The news comes just two weeks after Wahoo confirmed around 50 redundancies as part of the company’s “strategic” shift towards software

Just over two weeks after Wahoo confirmed that it had laid off around 50 people as the brand refocuses on indoor training software, Zwift has announced its own round of redundancies, which sources claim will affect over 150 staff. 

The lay-offs largely centre on but are not limited to the company’s hardware division and come as Zwift says it is cancelling – or “pausing” – its plans to produce a new smart bike and trainer. 

In January, the virtual cycling platform released details of its then in-progress smart bike and direct-drive turbo trainer designs in an online survey that was sent out to a small number of subscribers, leading to speculation that the arrival of Zwift’s indoor training hardware was imminent. 

> Is Zwift's Tron bike coming to life? Affordable new Zwift smart bike and Zwift Wheel direct driver trainer revealed in research survey 

However, a Zwift spokesperson has told that the recent lay-offs form part of a scaling back of that project, owing to the recent fall in indoor cycling hardware sales since the end of the lockdown-induced boom of 2020 and 2021, as well as supply issues caused by the war in Ukraine.

“Given the current macroeconomic environment, we have decided to scale back our hardware offering, pausing plans to launch a smart bike,” a statement from the company reads.

“As a consequence, Zwift has implemented difficult, yet important changes to the organisation of the business.
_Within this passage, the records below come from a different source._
use serde::{Deserialize, Serialize};

/// Running progress total in percent. Each platform contributes exactly two
/// increments (file-select, consent-or-equivalent); retry iterations reuse the
/// value from the last increment.
#[derive(Debug, Clone, Serialize, Deserialize)]
pub struct ProgressTracker {
    step_percentage: f64,
    total: f64,
}

impl ProgressTracker {
    pub fn new(platform_count: usize) -> Self {
        let platforms = platform_count.max(1) as f64;
        Self {
            step_percentage: (100.0 / platforms) / 2.0,
            total: 0.0,
        }
    }

    pub fn advance(&mut self) -> f64 {
        self.total += self.step_percentage;
        self.total
    }

    pub fn current(&self) -> f64 {
        self.total
    }

    pub fn step_percentage(&self) -> f64 {
        self.step_percentage
    }
}
use anyhow::{anyhow, Result};
use port_flow::{
    donation::DonationSink,
    flow::{Flow, FlowRequest, ResumePayload},
    logsink::LogSink,
    model::{DataFrame, DdpFiletype, Language, NamedTables, Translatable, ValidationResult},
    platform::Platform,
    session::{FlowSession, TurnOutcome},
};
use std::collections::VecDeque;
use std::sync::{Arc, Mutex};

struct MockPlatform {
    name: &'static str,
    scripted: Mutex<VecDeque<(ValidationResult, NamedTables)>>,
}

impl MockPlatform {
    fn new(
        name: &'static str,
        scripted: Vec<(ValidationResult, NamedTables)>,
    ) -> Box<dyn Platform> {
        Box::new(Self {
            name,
            scripted: Mutex::new(scripted.into()),
        })
    }
}

impl Platform for MockPlatform {
    fn name(&self) -> &str {
        self.name
    }

    fn extract(&self, _raw: &[u8]) -> Result<(ValidationResult, NamedTables)> {
        self.scripted
            .lock()
            .unwrap()
            .pop_front()
            .ok_or_else(|| anyhow!("no scripted extraction left"))
    }
}

#[derive(Clone, Default)]
struct RecordingSink {
    calls: Arc<Mutex<Vec<(String, String)>>>,
}

impl DonationSink for RecordingSink {
    fn donate(&self, key: &str, payload: &str) -> Result<()> {
        self.calls
            .lock()
            .unwrap()
            .push((key.to_string(), payload.to_string()));
        Ok(())
    }
}

impl RecordingSink {
    fn data_calls(&self) -> Vec<(String, String)> {
        self.calls
            .lock()
            .unwrap()
            .iter()
            .filter(|(k, _)| !k.ends_with("-tracking"))
            .cloned()
            .collect()
    }

    fn tracking_calls(&self) -> Vec<String> {
        self.calls
            .lock()
            .unwrap()
            .iter()
            .filter(|(k, _)| k.ends_with("-tracking"))
            .map(|(_, p)| p.clone())
            .collect()
    }
}

struct FailingSink;

impl DonationSink for FailingSink {
    fn donate(&self, _key: &str, _payload: &str) -> Result<()> {
        Err(anyhow!("sink unavailable"))
    }
}

fn recognized() -> ValidationResult {
    ValidationResult::recognized(Language::En, DdpFiletype::Json)
}

fn mk_tables(keys: &[&str]) -> NamedTables {
    let mut tables = NamedTables::new();
    for key in keys {
        tables.insert(
            key,
            Translatable::new(*key, *key),
            DataFrame::single_column("Value", vec!["x".to_string()]),
        );
    }
    tables
}

fn mk_flow(platforms: Vec<Box<dyn Platform>>, sink: &RecordingSink) -> Flow {
    Flow::new(
        platforms,
        FlowSession::with_id("test-session"),
        LogSink::new(),
        Box::new(sink.clone()),
    )
}

#[test]
fn twitter_consent_accepted_donates_once() {
    let sink = RecordingSink::default();
    let platforms = vec![MockPlatform::new(
        "Twitter",
        vec![(recognized(), mk_tables(&["interests", "account_created_at"]))],
    )];
    let mut flow = mk_flow(platforms, &sink);

    assert!(matches!(
        flow.current_request(),
        Some(FlowRequest::FileInput { .. })
    ));
    flow.resume(ResumePayload::FileSelected(b"{}".to_vec()));

    let Some(FlowRequest::ConsentForm { form, .. }) = flow.current_request() else {
        panic!("expected consent form");
    };
    let keys: Vec<_> = form.tables.iter().map(|t| t.key.as_str()).collect();
    assert_eq!(keys, vec!["Twitter_interests", "Twitter_account_created_at"]);

    flow.resume(ResumePayload::ConsentAccepted("accepted-tables".to_string()));
    assert!(matches!(flow.current_request(), Some(FlowRequest::EndPage)));

    let data = sink.data_calls();
    assert_eq!(data.len(), 1);
    assert_eq!(data[0].0, "Twitter");
    assert_eq!(data[0].1, "accepted-tables");
    assert!((flow.progress() - 100.0).abs() < 1e-9);
}

#[test]
fn retry_then_valid_empty_shows_placeholder_table() {
    let sink = RecordingSink::default();
    let platforms = vec![MockPlatform::new(
        "YouTube",
        vec![
            (ValidationResult::unrecognized(), NamedTables::new()),
            (recognized(), NamedTables::new()),
        ],
    )];
    let mut flow = mk_flow(platforms, &sink);

    flow.resume(ResumePayload::FileSelected(b"bad".to_vec()));
    let progress_at_retry = flow.progress();
    assert!(matches!(
        flow.current_request(),
        Some(FlowRequest::Confirm { .. })
    ));

    flow.resume(ResumePayload::ConfirmYes);
    assert!(matches!(
        flow.current_request(),
        Some(FlowRequest::FileInput { .. })
    ));
    assert_eq!(flow.progress(), progress_at_retry);

    flow.resume(ResumePayload::FileSelected(b"{}".to_vec()));
    let Some(FlowRequest::ConsentForm { form, .. }) = flow.current_request() else {
        panic!("expected consent form after retry");
    };
    assert_eq!(form.tables.len(), 1);
    assert_eq!(form.tables[0].key, "YouTube_empty");
    assert_eq!(form.tables[0].data.rows.len(), 1);
}

#[test]
fn declined_retry_ends_turn_skipped_without_consent() {
    let sink = RecordingSink::default();
    let platforms = vec![MockPlatform::new(
        "Facebook",
        vec![(ValidationResult::unrecognized(), NamedTables::new())],
    )];
    let mut flow = mk_flow(platforms, &sink);

    flow.resume(ResumePayload::FileSelected(b"bad".to_vec()));
    assert!(matches!(
        flow.current_request(),
        Some(FlowRequest::Confirm { .. })
    ));

    flow.resume(ResumePayload::ConfirmNo);
    assert!(matches!(flow.current_request(), Some(FlowRequest::EndPage)));
    assert!(sink.data_calls().is_empty());

    let report = flow.report();
    assert_eq!(report.turns.len(), 1);
    assert_eq!(report.turns[0].outcome, TurnOutcome::Skipped);
    assert_eq!(report.turns[0].retries, 0);
}

#[test]
fn skip_at_file_select_never_reaches_consent() {
    let sink = RecordingSink::default();
    let platforms = vec![
        MockPlatform::new("Twitter", vec![]),
        MockPlatform::new("Instagram", vec![(recognized(), mk_tables(&["interests"]))]),
    ];
    let mut flow = mk_flow(platforms, &sink);

    flow.resume(ResumePayload::Skipped);
    // Straight to the next platform's file prompt.
    let Some(FlowRequest::FileInput { platform, .. }) = flow.current_request() else {
        panic!("expected next file prompt");
    };
    assert_eq!(platform, "Instagram");
    assert!(sink.data_calls().is_empty());
}

#[test]
fn consent_declined_donates_no_data_but_logs_were_donated() {
    let sink = RecordingSink::default();
    let platforms = vec![MockPlatform::new(
        "Twitter",
        vec![(recognized(), mk_tables(&["interests"]))],
    )];
    let mut flow = mk_flow(platforms, &sink);

    flow.resume(ResumePayload::FileSelected(b"{}".to_vec()));
    flow.resume(ResumePayload::ConsentDeclined);

    assert!(matches!(flow.current_request(), Some(FlowRequest::EndPage)));
    assert!(sink.data_calls().is_empty());
    assert!(!sink.tracking_calls().is_empty());
}

#[test]
fn log_donation_payload_is_never_empty() {
    let sink = RecordingSink::default();
    let platforms = vec![MockPlatform::new("Twitter", vec![])];
    let mut flow = mk_flow(platforms, &sink);
    flow.resume(ResumePayload::Skipped);

    // No subscriber feeds the sink in this test, so every donation carries
    // the placeholder.
    let tracking = sink.tracking_calls();
    assert!(!tracking.is_empty());
    for payload in tracking {
        let lines: Vec<String> = serde_json::from_str(&payload).unwrap();
        assert!(!lines.is_empty());
        assert_eq!(lines, vec!["no logs".to_string()]);
    }
}

#[test]
fn all_skipped_reaches_end_with_full_progress() {
    let sink = RecordingSink::default();
    let platforms = vec![
        MockPlatform::new("Twitter", vec![]),
        MockPlatform::new("Instagram", vec![]),
        MockPlatform::new("Facebook", vec![]),
        MockPlatform::new("YouTube", vec![]),
    ];
    let mut flow = mk_flow(platforms, &sink);

    for _ in 0..4 {
        assert!(matches!(
            flow.current_request(),
            Some(FlowRequest::FileInput { .. })
        ));
        flow.resume(ResumePayload::Skipped);
    }

    assert!(matches!(flow.current_request(), Some(FlowRequest::EndPage)));
    assert!((flow.progress() - 100.0).abs() < 1e-9);
    assert!(sink.data_calls().is_empty());
    assert_eq!(flow.report().turns.len(), 4);
}

#[test]
fn progress_totals_100_for_odd_platform_counts() {
    for n in [1usize, 3, 5] {
        let sink = RecordingSink::default();
        let platforms = (0..n).map(|_| MockPlatform::new("Twitter", vec![])).collect();
        let mut flow = mk_flow(platforms, &sink);

        let mut last = 0.0;
        while let Some(request) = flow.current_request() {
            assert!(flow.progress() >= last, "progress regressed");
            last = flow.progress();
            match request {
                FlowRequest::EndPage => break,
                _ => flow.resume(ResumePayload::Skipped),
            }
        }
        assert!((flow.progress() - 100.0).abs() < 1e-9, "n={n}");
    }
}

#[test]
fn malformed_payload_takes_conservative_branch() {
    let sink = RecordingSink::default();
    let platforms = vec![MockPlatform::new(
        "Twitter",
        vec![(recognized(), mk_tables(&["interests"]))],
    )];
    let mut flow = mk_flow(platforms, &sink);

    flow.resume(ResumePayload::FileSelected(b"{}".to_vec()));
    assert!(matches!(
        flow.current_request(),
        Some(FlowRequest::ConsentForm { .. })
    ));

    // A file payload at the consent prompt counts as a decline.
    flow.resume(ResumePayload::FileSelected(b"{}".to_vec()));
    assert!(matches!(flow.current_request(), Some(FlowRequest::EndPage)));
    assert!(sink.data_calls().is_empty());
}

#[test]
fn wrong_payload_at_file_prompt_counts_as_skip() {
    let sink = RecordingSink::default();
    let platforms = vec![MockPlatform::new(
        "Twitter",
        vec![(recognized(), mk_tables(&["interests"]))],
    )];
    let mut flow = mk_flow(platforms, &sink);

    flow.resume(ResumePayload::ConfirmYes);
    assert!(matches!(flow.current_request(), Some(FlowRequest::EndPage)));
    assert_eq!(flow.report().turns[0].outcome, TurnOutcome::Skipped);
}

#[test]
fn sink_failures_never_block_the_flow() {
    let platforms = vec![MockPlatform::new(
        "Twitter",
        vec![(recognized(), mk_tables(&["interests"]))],
    )];
    let mut flow = Flow::new(
        platforms,
        FlowSession::with_id("test-session"),
        LogSink::new(),
        Box::new(FailingSink),
    );

    flow.resume(ResumePayload::FileSelected(b"{}".to_vec()));
    flow.resume(ResumePayload::ConsentAccepted("tables".to_string()));
    assert!(matches!(flow.current_request(), Some(FlowRequest::EndPage)));

    flow.resume(ResumePayload::Skipped);
    assert!(flow.is_done());
    assert!(flow.current_request().is_none());
}

#[test]
fn retry_count_is_reported() {
    let sink = RecordingSink::default();
    let platforms = vec![MockPlatform::new(
        "YouTube",
        vec![
            (ValidationResult::unrecognized(), NamedTables::new()),
            (ValidationResult::unrecognized(), NamedTables::new()),
            (recognized(), mk_tables(&["watch_history"])),
        ],
    )];
    let mut flow = mk_flow(platforms, &sink);

    flow.resume(ResumePayload::FileSelected(b"a".to_vec()));
    flow.resume(ResumePayload::ConfirmYes);
    flow.resume(ResumePayload::FileSelected(b"b".to_vec()));
    flow.resume(ResumePayload::ConfirmYes);
    flow.resume(ResumePayload::FileSelected(b"c".to_vec()));
    flow.resume(ResumePayload::ConsentAccepted("tables".to_string()));

    let report = flow.report();
    assert_eq!(report.turns[0].outcome, TurnOutcome::Donated);
    assert_eq!(report.turns[0].retries, 2);
}
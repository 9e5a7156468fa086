use crate::model::{NamedTables, ValidationResult};
use serde::{Deserialize, Serialize};

#[derive(Debug, Clone, Copy, PartialEq, Eq, Serialize, Deserialize)]
pub enum Outcome {
    HasData,
    ValidEmpty,
    InvalidPackage,
    AbortRetry,
}

/// Classify one validate+extract attempt. Rules are evaluated in order; any
/// combination outside the contract falls through to `InvalidPackage` so a
/// platform turn is never silently dropped.
pub fn classify(validation: &ValidationResult, tables: &NamedTables) -> Outcome {
    if !tables.is_empty() {
        return Outcome::HasData;
    }

    if validation.status_code == 0 && validation.ddp_category.is_some() {
        return Outcome::ValidEmpty;
    }

    if validation.ddp_category.is_none() {
        return Outcome::InvalidPackage;
    }

    Outcome::InvalidPackage
}
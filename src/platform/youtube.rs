use super::package::{csv_rows, html_list_items, read_json, DdpPackage};
use super::Platform;
use crate::catalog::TableTitleCatalog;
use crate::model::{DataFrame, DdpCategory, DdpFiletype, Language, NamedTables, ValidationResult};
use anyhow::Result;
use tracing::debug;

struct FileNames {
    subscriptions: &'static str,
    watch_history_json: &'static str,
    watch_history_html: &'static str,
    comments: &'static str,
}

const EN_FILES: FileNames = FileNames {
    subscriptions: "subscriptions.csv",
    watch_history_json: "watch-history.json",
    watch_history_html: "watch-history.html",
    comments: "my-comments.html",
};

const NL_FILES: FileNames = FileNames {
    subscriptions: "abonnementen.csv",
    watch_history_json: "kijkgeschiedenis.json",
    watch_history_html: "kijkgeschiedenis.html",
    comments: "mijn-reacties.html",
};

pub struct YouTube;

impl Platform for YouTube {
    fn name(&self) -> &str {
        "YouTube"
    }

    fn extract(&self, raw: &[u8]) -> Result<(ValidationResult, NamedTables)> {
        let mut tables = NamedTables::new();
        let package = match DdpPackage::parse(raw) {
            Ok(p) => p,
            Err(err) => {
                debug!("youtube package rejected: {err:#}");
                return Ok((ValidationResult::unrecognized(), tables));
            }
        };

        let validation = validate(&package);
        let Some(category) = validation.ddp_category.as_ref() else {
            return Ok((validation, tables));
        };

        let names = match category.language {
            Language::En => &EN_FILES,
            Language::Nl => &NL_FILES,
        };

        if let Some(content) = package.file(names.subscriptions) {
            tables.insert(
                "subscriptions",
                TableTitleCatalog::title("youtube_subscriptions"),
                subscriptions_to_df(content),
            );
        }

        // Takeout emits watch history as JSON or HTML depending on the
        // export settings; the detected filetype picks the parser.
        let watch_history = match category.ddp_filetype {
            DdpFiletype::Html => package
                .file(names.watch_history_html)
                .map(watch_history_html_to_df),
            _ => package
                .file(names.watch_history_json)
                .map(watch_history_json_to_df),
        };
        if let Some(df) = watch_history {
            tables.insert(
                "watch_history",
                TableTitleCatalog::title("youtube_watch_history"),
                df,
            );
        }

        if let Some(content) = package.file(names.comments) {
            tables.insert(
                "comments",
                TableTitleCatalog::title("youtube_comments"),
                DataFrame::single_column("Comments", html_list_items(content)),
            );
        }

        Ok((validation, tables))
    }
}

fn validate(package: &DdpPackage) -> ValidationResult {
    for (language, names) in [(Language::En, &EN_FILES), (Language::Nl, &NL_FILES)] {
        let has_json_history = package.contains(names.watch_history_json);
        let has_html_history = package.contains(names.watch_history_html);
        let recognized = has_json_history
            || has_html_history
            || package.contains(names.subscriptions)
            || package.contains(names.comments);

        if recognized {
            let ddp_filetype = if has_html_history && !has_json_history {
                DdpFiletype::Html
            } else {
                DdpFiletype::Json
            };
            return ValidationResult {
                status_code: 0,
                ddp_category: Some(DdpCategory {
                    language,
                    ddp_filetype,
                }),
            };
        }
    }
    ValidationResult::unrecognized()
}

/// First CSV row is the header; the rest are records.
fn subscriptions_to_df(content: &str) -> DataFrame {
    let mut rows = csv_rows(content);
    if rows.is_empty() {
        return DataFrame::default();
    }
    let columns = rows.remove(0);
    DataFrame::new(columns, rows)
}

fn watch_history_json_to_df(content: &str) -> DataFrame {
    let Some(value) = read_json("watch-history.json", content) else {
        return DataFrame::default();
    };

    let rows = value
        .as_array()
        .map(|items| {
            items
                .iter()
                .filter_map(|i| {
                    let title = i.get("title").and_then(|t| t.as_str())?;
                    let time = i.get("time").and_then(|t| t.as_str()).unwrap_or("");
                    Some(vec![title.to_string(), time.to_string()])
                })
                .collect()
        })
        .unwrap_or_default();

    DataFrame::new(vec!["Title".into(), "Time".into()], rows)
}

fn watch_history_html_to_df(content: &str) -> DataFrame {
    DataFrame::single_column("Title", html_list_items(content))
}
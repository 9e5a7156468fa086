use crate::{
    catalog::TableTitleCatalog,
    classify::classify,
    config::Config,
    donation::{DonationSink, JsonlSink, StdoutSink},
    flow::{Flow, FlowRequest, ResumePayload},
    logsink::LogSink,
    platform,
    session::FlowSession,
    util::ensure_dir,
};
use anyhow::{anyhow, Context, Result};
use clap::{Parser, Subcommand};
use std::io::{BufRead, Write};
use std::path::{Path, PathBuf};
use tracing_appender::non_blocking::WorkerGuard;
use tracing_subscriber::{layer::SubscriberExt, util::SubscriberInitExt, EnvFilter, Layer};

#[derive(Parser, Debug)]
#[command(name = "port-flow")]
#[command(about = "Resumable data-donation flow orchestrator (file prompts + extraction + consent)")]
pub struct Args {
    #[command(subcommand)]
    pub cmd: Command,

    /// Path to config TOML. If omitted, uses ./port-flow.toml if present.
    #[arg(long)]
    pub config: Option<PathBuf>,

    /// Override log level (trace/debug/info/warn/error).
    #[arg(long)]
    pub log_level: Option<String>,
}

#[derive(Subcommand, Debug)]
pub enum Command {
    /// Run the interactive donation flow on the terminal.
    Run {
        /// Session id; generated when omitted.
        #[arg(long)]
        session: Option<String>,
    },
    /// Run one platform pipeline on a file and print the outcome.
    Classify {
        #[arg(long)]
        platform: String,
        #[arg(long)]
        input: PathBuf,
    },
    /// List registered platforms.
    Platforms {},
    /// Print the table title catalog.
    Titles {},
}

pub fn dispatch(args: Args) -> Result<()> {
    let cfg_path = resolve_config_path(args.config.as_deref())?;
    let cfg = if cfg_path.exists() {
        Config::load(&cfg_path)?
    } else {
        Config::default()
    };

    let logs = LogSink::new();
    let _guard = init_logging(&args, &cfg, &logs)?;

    match &args.cmd {
        Command::Run { session } => run(&cfg, logs, session.as_deref()),
        Command::Classify { platform, input } => classify_cmd(platform, input),
        Command::Platforms {} => {
            for p in platform::all() {
                println!("{}", p.name());
            }
            Ok(())
        }
        Command::Titles {} => {
            let titles: Vec<_> = TableTitleCatalog::keys()
                .into_iter()
                .map(|k| serde_json::json!({"key": k, "title": TableTitleCatalog::title(k)}))
                .collect();
            println!("{}", serde_json::to_string_pretty(&titles)?);
            Ok(())
        }
    }
}

fn resolve_config_path(user: Option<&Path>) -> Result<PathBuf> {
    if let Some(p) = user {
        return Ok(p.to_path_buf());
    }
    let default = PathBuf::from("port-flow.toml");
    if default.exists() {
        Ok(default)
    } else {
        Ok(PathBuf::from("port-flow.example.toml"))
    }
}

fn init_logging(args: &Args, cfg: &Config, sink: &LogSink) -> Result<Option<WorkerGuard>> {
    let level = args
        .log_level
        .as_deref()
        .unwrap_or(cfg.logging.level.as_str());

    let filter = EnvFilter::try_from_default_env().unwrap_or_else(|_| EnvFilter::new(level));

    let stderr_layer = if cfg.logging.json {
        tracing_subscriber::fmt::layer()
            .json()
            .with_writer(std::io::stderr)
            .boxed()
    } else {
        tracing_subscriber::fmt::layer()
            .with_writer(std::io::stderr)
            .boxed()
    };

    // Every log line also lands in the drainable sink the flow donates from.
    let sink_layer = tracing_subscriber::fmt::layer()
        .with_writer(sink.clone())
        .with_ansi(false)
        .with_target(false)
        .boxed();

    let (file_layer, guard) = if cfg.logging.write_to_file && !cfg.logging.file_path.is_empty() {
        let path = PathBuf::from(&cfg.logging.file_path);
        let parent = path.parent().unwrap_or_else(|| Path::new("."));
        ensure_dir(parent)?;
        let file = std::fs::File::create(&path)
            .with_context(|| format!("create log file: {}", path.display()))?;
        let (non_blocking, guard) = tracing_appender::non_blocking(file);
        let layer = tracing_subscriber::fmt::layer()
            .with_writer(non_blocking)
            .with_ansi(false)
            .boxed();
        (Some(layer), Some(guard))
    } else {
        (None, None)
    };

    tracing_subscriber::registry()
        .with(filter)
        .with(stderr_layer)
        .with(sink_layer)
        .with(file_layer)
        .try_init()
        .map_err(|e| anyhow!("failed to init logging: {e}"))?;

    Ok(guard)
}

fn build_sink(cfg: &Config) -> Result<Box<dyn DonationSink>> {
    match cfg.donation.sink.as_str() {
        "stdout" => Ok(Box::new(StdoutSink)),
        "jsonl" => Ok(Box::new(JsonlSink::new(Path::new(&cfg.donation.out_dir))?)),
        other => Err(anyhow!("unknown donation.sink: {other}")),
    }
}

fn run(cfg: &Config, logs: LogSink, session_id: Option<&str>) -> Result<()> {
    let platforms = platform::registry(&cfg.flow.platforms);
    if platforms.is_empty() {
        return Err(anyhow!("no known platforms configured"));
    }

    let session = match session_id {
        Some(id) => FlowSession::with_id(id),
        None => FlowSession::new(),
    };
    let sink = build_sink(cfg)?;

    if cfg.debug.dump_effective_config {
        ensure_dir(Path::new(&cfg.donation.out_dir))?;
        let raw = toml::to_string(cfg).unwrap_or_default();
        std::fs::write(
            Path::new(&cfg.donation.out_dir).join("effective-config.toml"),
            raw,
        )?;
    }

    let mut flow = Flow::new(platforms, session, logs, sink);
    let stdin = std::io::stdin();
    let mut input = stdin.lock();

    while let Some(request) = flow.current_request() {
        match request {
            FlowRequest::FileInput {
                platform,
                description,
                extensions,
                progress,
            } => {
                println!("\n== {platform} ({progress:.0}%) ==");
                println!("{}", description.en);
                println!("Accepted: {extensions}");
                let payload = prompt_file_payload(&mut input)?;
                flow.resume(payload);
            }
            FlowRequest::Confirm {
                text, ok, cancel, ..
            } => {
                println!("\n{}", text.en);
                let answer = prompt_line(&mut input, &format!("{} / {}? [t/c] ", ok.en, cancel.en))?;
                if answer.trim().eq_ignore_ascii_case("t") {
                    flow.resume(ResumePayload::ConfirmYes);
                } else {
                    flow.resume(ResumePayload::ConfirmNo);
                }
            }
            FlowRequest::ConsentForm {
                platform,
                form,
                progress,
            } => {
                println!("\n== {platform} consent ({progress:.0}%) ==");
                for table in &form.tables {
                    println!("  {} - {} ({} rows)", table.key, table.title.en, table.data.rows.len());
                }
                let answer = prompt_line(&mut input, "Donate these tables? [y/N] ")?;
                if answer.trim().eq_ignore_ascii_case("y") {
                    let accepted = serde_json::to_string(&form)?;
                    flow.resume(ResumePayload::ConsentAccepted(accepted));
                } else {
                    flow.resume(ResumePayload::ConsentDeclined);
                }
            }
            FlowRequest::EndPage => {
                println!("\nThank you for your donation.");
                break;
            }
        }
    }

    println!("{}", serde_json::to_string_pretty(&flow.report())?);
    Ok(())
}

fn prompt_file_payload(input: &mut impl BufRead) -> Result<ResumePayload> {
    loop {
        let line = prompt_line(input, "Path to export file (or 'skip'): ")?;
        let trimmed = line.trim();
        if trimmed.is_empty() || trimmed.eq_ignore_ascii_case("skip") {
            return Ok(ResumePayload::Skipped);
        }
        match std::fs::read(trimmed) {
            Ok(bytes) => return Ok(ResumePayload::FileSelected(bytes)),
            Err(err) => println!("cannot read {trimmed}: {err}"),
        }
    }
}

fn prompt_line(input: &mut impl BufRead, prompt: &str) -> Result<String> {
    print!("{prompt}");
    std::io::stdout().flush().ok();
    let mut line = String::new();
    input.read_line(&mut line).with_context(|| "reading stdin")?;
    Ok(line)
}

fn classify_cmd(platform_name: &str, input: &Path) -> Result<()> {
    let platform = platform::by_name(platform_name)
        .ok_or_else(|| anyhow!("unknown platform: {platform_name}"))?;
    let raw = std::fs::read(input)
        .with_context(|| format!("reading input: {}", input.display()))?;

    let (validation, tables) = platform.extract(&raw)?;
    let outcome = classify(&validation, &tables);

    println!(
        "{}",
        serde_json::to_string_pretty(&serde_json::json!({
            "platform": platform.name(),
            "validation": validation,
            "outcome": outcome,
            "table_keys": tables.keys(),
        }))?
    );
    Ok(())
}
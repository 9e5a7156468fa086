use crate::util::{new_session_id, now_rfc3339};
use serde::{Deserialize, Serialize};

/// Per-execution state: the id namespacing log donations plus the record of
/// how each platform turn resolved.
#[derive(Debug, Clone)]
pub struct FlowSession {
    id: String,
    started: String,
    turns: Vec<PlatformTurn>,
}

impl FlowSession {
    pub fn new() -> Self {
        Self::with_id(new_session_id())
    }

    pub fn with_id(id: impl Into<String>) -> Self {
        Self {
            id: id.into(),
            started: now_rfc3339(),
            turns: Vec::new(),
        }
    }

    pub fn id(&self) -> &str {
        &self.id
    }

    /// Key under which this session's log donations are filed.
    pub fn tracking_key(&self) -> String {
        format!("{}-tracking", self.id)
    }

    pub fn record_turn(&mut self, platform: &str, outcome: TurnOutcome, retries: u32) {
        self.turns.push(PlatformTurn {
            platform: platform.to_string(),
            outcome,
            retries,
        });
    }

    pub fn report(&self) -> SessionReport {
        SessionReport {
            session_id: self.id.clone(),
            started: self.started.clone(),
            finished: now_rfc3339(),
            turns: self.turns.clone(),
        }
    }
}

impl Default for FlowSession {
    fn default() -> Self {
        Self::new()
    }
}

#[derive(Debug, Clone, Copy, PartialEq, Eq, Serialize, Deserialize)]
pub enum TurnOutcome {
    Donated,
    Skipped,
}

#[derive(Debug, Clone, Serialize, Deserialize)]
pub struct PlatformTurn {
    pub platform: String,
    pub outcome: TurnOutcome,
    pub retries: u32,
}

#[derive(Debug, Clone, Serialize, Deserialize)]
pub struct SessionReport {
    pub session_id: String,
    pub started: String,
    pub finished: String,
    pub turns: Vec<PlatformTurn>,
}
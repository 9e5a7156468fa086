use anyhow::Result;
use clap::Parser;
use port_flow::cli;
use tracing::error;

fn main() -> Result<()> {
    let args = cli::Args::parse();
    if let Err(err) = cli::dispatch(args) {
        error!("{:#}", err);
        std::process::exit(1);
    }
    Ok(())
}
We are grateful for the contributions of all those impacted and have done our very best to support them.”

> Wahoo buys RGT Cycling virtual training platform... and lays off 50 staff 

While Zwift refuses to confirm the exact number of employees impacted by the lay-offs (though has been told that the rumoured number of 150 isn't far off the mark), the company says that the redundancies were not purely focused on its hardware division and that all staff affected were given severance packages.

A Zwift spokesperson also claimed that, despite the redundancies and the suspension of the smart bike project, the business - and in particular its core virtual cycling platform - is “in a solid financial position at the moment” and that the company expects to see further growth in that area for the foreseeable future.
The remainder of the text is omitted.